== MATERIAL FOR THE TASK ==
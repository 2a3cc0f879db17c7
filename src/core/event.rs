//! Lifecycle events.
//!
//! Settled and cancelled swaps leave no stored state behind; the events
//! returned by engine operations are the only record that they happened.
//! Asset and cash payloads are carried in packed-word form so an event is
//! self-contained and replayable through the codec.

use alloy_primitives::{Address, U256};
use chrono::{DateTime, Utc};
use serde::{Deserialize, Serialize};
use uuid::Uuid;

use crate::engine::registry::SwapKind;

/// A swap entered custody.
#[derive(Debug, Clone, Serialize, Deserialize)]
pub struct SwapInitiated {
    pub id: Uuid,
    pub kind: SwapKind,
    pub initiator: Address,
    /// Packed words of the escrowed assets, in escrow order.
    pub offered: Vec<U256>,
    /// Packed words of the assets the finalizer must supply.
    pub requested: Vec<U256>,
    /// Fee the initiator paid into custody.
    pub fee_paid: U256,
    /// Native amount the finalizer must attach on top of their fee.
    pub cash_to_be_added: U256,
    pub at: DateTime<Utc>,
}

/// A swap settled: both legs and any cash delta moved.
#[derive(Debug, Clone, PartialEq, Eq, Serialize, Deserialize)]
pub struct SwapFinalized {
    pub id: Uuid,
    pub kind: SwapKind,
    pub initiator: Address,
    pub finalizer: Address,
    /// Packed words of the assets released from custody to the finalizer.
    pub offered: Vec<U256>,
    /// Packed words of the assets the finalizer delivered to the initiator.
    pub requested: Vec<U256>,
    /// Fee the finalizer paid on settlement.
    pub finalization_fee: U256,
    /// Cash delta forwarded to the initiator.
    pub cash_forwarded: U256,
    pub at: DateTime<Utc>,
}

/// An initiator withdrew their own unfinalized swap.
#[derive(Debug, Clone, PartialEq, Eq, Serialize, Deserialize)]
pub struct SwapCancelled {
    pub id: Uuid,
    pub kind: SwapKind,
    pub initiator: Address,
    /// Initiation fee returned to the initiator.
    pub fee_refunded: U256,
    /// Packed words of the assets returned from custody.
    pub returned: Vec<U256>,
    pub at: DateTime<Utc>,
}

/// Accumulated fees were swept to the treasury.
#[derive(Debug, Clone, PartialEq, Eq, Serialize, Deserialize)]
pub struct FeesCollected {
    pub id: Uuid,
    pub collector: Address,
    pub amount: U256,
    pub at: DateTime<Utc>,
}

/// Any event the engine can emit, for callers that journal uniformly.
#[derive(Debug, Clone, Serialize, Deserialize)]
#[serde(tag = "event", rename_all = "snake_case")]
pub enum EscrowEvent {
    SwapInitiated(SwapInitiated),
    SwapFinalized(SwapFinalized),
    SwapCancelled(SwapCancelled),
    FeesCollected(FeesCollected),
}
use crate::core::asset::AssetRecord;
use crate::core::cash::{fits_cash_width, CashRecord};
use crate::core::codec::{encode_asset, encode_asset_lists, pack_asset};
use crate::core::error::EscrowError;
use crate::core::event::{SwapCancelled, SwapFinalized, SwapInitiated};
use crate::engine::fees::FeePolicy;
use crate::engine::registry::{MultiSwap, SingleSwap, SwapKind, SwapRegistry};
use crate::ports::{
    acknowledgement, AssetTransferPort, CapabilityProbe, CashTransferPort, MembershipOracle,
    RoleOracle,
};

/// Assets involved in a single swap: one offered, one requested.
const SINGLE_UNIT_COUNT: usize = 2;

/// A multi swap must involve strictly more than two assets combined;
/// the one-for-one case belongs to the single-swap slot.
const MULTI_MIN_COMBINED: usize = 3;

/// An outbound value movement, executed after state is committed.
#[derive(Debug, Clone)]
enum Effect {
    MoveAsset {
        from: Address,
        to: Address,
        asset: AssetRecord,
    },
    SendCash {
        to: Address,
        amount: U256,
    },
}

/// The escrow engine: swap registry, fee counter, and the injected ports.
///
/// Custody is modelled as a dedicated `custodian` account on the asset
/// transfer port; escrowed assets sit under it between initiation and
/// settlement or cancellation.
pub struct EscrowEngine<P, M, R, A, C> {
    pub(crate) probe: P,
    pub(crate) membership: M,
    pub(crate) roles: R,
    pub(crate) assets: A,
    pub(crate) cash: C,
    pub(crate) registry: SwapRegistry,
    pub(crate) accumulated_fee: U256,
    pub(crate) custodian: Address,
    pub(crate) treasury: Address,
}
===
- **PROBLEM DESCRIPTION**
Considering the records above, count the lines where the string "delta" occurs and return that number alone.

- **SOLUTION TO THIS PROBLEM**
2